*Goal of the exercise:*
Across the entries below, please work out how many lines contain the string "visible" and give only the number.

*Data for analysis:*
//! Symbols visible at a template position.
//!
//! The catalog asks the completion collaborator once, keeps local variables
//! and fields, and answers the queries the placeholder resolvers need.
//! Queries return the most recently declared symbols first, locals before fields.

mod symbol;

pub use symbol::{ContainerKind, Symbol, SymbolId, SymbolOrigin, TypeContext};

use crate::config::TemplateConfig;
use crate::types::{JavaTypeSystem, parse_type_or_object, qualify};
use naviscope_api::models::{CompletionKind, CompletionResult, PositionContext};
use naviscope_api::semantic::CompletionProvider;
use std::collections::HashSet;
use std::sync::Arc;

pub struct SymbolCatalog {
    type_system: Arc<dyn JavaTypeSystem>,
    config: Arc<TemplateConfig>,
    symbols: Vec<Symbol>,
    enclosing_type: Option<String>,
    unit_types: Vec<String>,
    has_errors: bool,
}

impl SymbolCatalog {
    /// Collect the symbols visible at `position`.
    ///
    /// A failing completion collaborator yields an empty catalog with
    /// [`has_errors`](Self::has_errors) set.
    pub fn collect(
        provider: &dyn CompletionProvider,
        type_system: Arc<dyn JavaTypeSystem>,
        config: Arc<TemplateConfig>,
        position: &PositionContext,
    ) -> Self {
        match provider.complete_at(position) {
            Ok(result) => Self::from_completion(result, type_system, config),
            Err(e) => {
                tracing::warn!("Completion at {}:{} failed: {}", position.uri, position.line, e);
                let mut catalog =
                    Self::from_completion(CompletionResult::default(), type_system, config);
                catalog.has_errors = true;
                catalog
            }
        }
    }

    pub fn from_completion(
        result: CompletionResult,
        type_system: Arc<dyn JavaTypeSystem>,
        config: Arc<TemplateConfig>,
    ) -> Self {
        let scope = result.enclosing_type.as_deref();
        let mut symbols = Vec::new();
        for item in &result.items {
            let origin = match item.kind {
                CompletionKind::LocalVariableRef => SymbolOrigin::Local,
                CompletionKind::FieldRef => SymbolOrigin::Field,
                CompletionKind::Other => continue,
            };
            let declared = parse_type_or_object(&item.type_descriptor);
            let declared = qualify(&declared, scope, type_system.as_ref());
            symbols.push(Symbol::new(
                SymbolId(symbols.len()),
                item.name.clone(),
                declared,
                origin,
            ));
        }
        tracing::debug!(
            "Collected {} symbols from {} completion items",
            symbols.len(),
            result.items.len()
        );

        Self {
            type_system,
            config,
            symbols,
            enclosing_type: result.enclosing_type,
            unit_types: result.unit_types,
            has_errors: false,
        }
    }

    pub fn context(&self) -> TypeContext<'_> {
        TypeContext {
            ts: self.type_system.as_ref(),
            config: &self.config,
            scope: self.enclosing_type.as_deref(),
            unit_types: &self.unit_types,
        }
    }

    /// Whether the completion collaborator failed.
    pub fn has_errors(&self) -> bool {
        self.has_errors
    }

    pub fn is_empty(&self) -> bool {
        self.symbols.is_empty()
    }

    pub fn symbol(&self, id: SymbolId) -> Option<&Symbol> {
        self.symbols.get(id.0)
    }

    /// Innermost symbol called `name`.
    pub fn find_by_name(&self, name: &str) -> Option<&Symbol> {
        self.all().find(|s| s.name() == name)
    }

    /// Locals, then fields, most recent declaration first.
    pub fn all(&self) -> impl Iterator<Item = &Symbol> {
        self.locals().chain(self.fields())
    }

    pub fn locals(&self) -> impl Iterator<Item = &Symbol> {
        self.symbols.iter().rev().filter(|s| s.is_local())
    }

    pub fn fields(&self) -> impl Iterator<Item = &Symbol> {
        self.symbols.iter().rev().filter(|s| !s.is_local())
    }

    pub fn local_names(&self) -> Vec<&str> {
        self.locals().map(Symbol::name).collect()
    }

    pub fn field_names(&self) -> Vec<&str> {
        self.fields().map(Symbol::name).collect()
    }

    pub fn find_arrays(&self) -> Vec<&Symbol> {
        self.all().filter(|s| s.is_array()).collect()
    }

    /// Arrays and iterables, i.e. everything a for-each loop accepts.
    pub fn find_iterables(&self) -> Vec<&Symbol> {
        let cx = self.context();
        self.all()
            .filter(|s| s.is_array() || s.is_iterable(&cx))
            .collect()
    }

    pub fn find_collections(&self) -> Vec<&Symbol> {
        let cx = self.context();
        self.all().filter(|s| s.is_collection(&cx)).collect()
    }

    /// Locals assignable to `ty` (Java source text, simple or qualified).
    pub fn find_locals(&self, ty: &str) -> Vec<&Symbol> {
        let cx = self.context();
        self.locals().filter(|s| s.is_subtype_of(&cx, ty)).collect()
    }

    pub fn find_fields(&self, ty: &str) -> Vec<&Symbol> {
        let cx = self.context();
        self.fields().filter(|s| s.is_subtype_of(&cx, ty)).collect()
    }
}

/// Stable sort moving symbols whose name is in `used` behind the others.
pub fn arrange(symbols: &mut [&Symbol], used: &HashSet<String>) {
    symbols.sort_by_key(|s| used.contains(s.name()));
}
use schemars::JsonSchema;
use serde::{Deserialize, Serialize};

/// Location in a source document where a template is expanded.
#[derive(Serialize, Deserialize, Debug, Clone, PartialEq, Eq, Hash, JsonSchema)]
pub struct PositionContext {
    pub uri: String,
    pub line: u32,
    pub char: u32,
}

impl PositionContext {
    pub fn new(uri: impl Into<String>, line: u32, char: u32) -> Self {
        Self {
            uri: uri.into(),
            line,
            char,
        }
    }
}

#[derive(Serialize, Deserialize, Debug, Clone, Copy, PartialEq, Eq, Hash, JsonSchema)]
pub enum CompletionKind {
    LocalVariableRef,
    FieldRef,
    /// Methods, types, packages, keywords, ...
    Other,
}

/// A single proposal reported by the code-completion collaborator.
#[derive(Serialize, Deserialize, Debug, Clone, PartialEq, Eq, JsonSchema)]
pub struct CompletionItem {
    pub kind: CompletionKind,
    pub name: String,
    /// Declared type in Java source syntax, e.g. "java.util.List<java.lang.String>"
    pub type_descriptor: String,
}

impl CompletionItem {
    pub fn local(name: impl Into<String>, type_descriptor: impl Into<String>) -> Self {
        Self {
            kind: CompletionKind::LocalVariableRef,
            name: name.into(),
            type_descriptor: type_descriptor.into(),
        }
    }

    pub fn field(name: impl Into<String>, type_descriptor: impl Into<String>) -> Self {
        Self {
            kind: CompletionKind::FieldRef,
            name: name.into(),
            type_descriptor: type_descriptor.into(),
        }
    }
}

/// Everything the completion collaborator knows at a position.
#[derive(Serialize, Deserialize, Debug, Clone, Default, PartialEq, Eq, JsonSchema)]
pub struct CompletionResult {
    /// Proposals in completion-engine order.
    pub items: Vec<CompletionItem>,
    /// FQN of the primary type enclosing the position; simple names are qualified against it.
    pub enclosing_type: Option<String>,
    /// FQNs of all types declared in the compilation unit.
    pub unit_types: Vec<String>,
}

*Solution to this task:*
2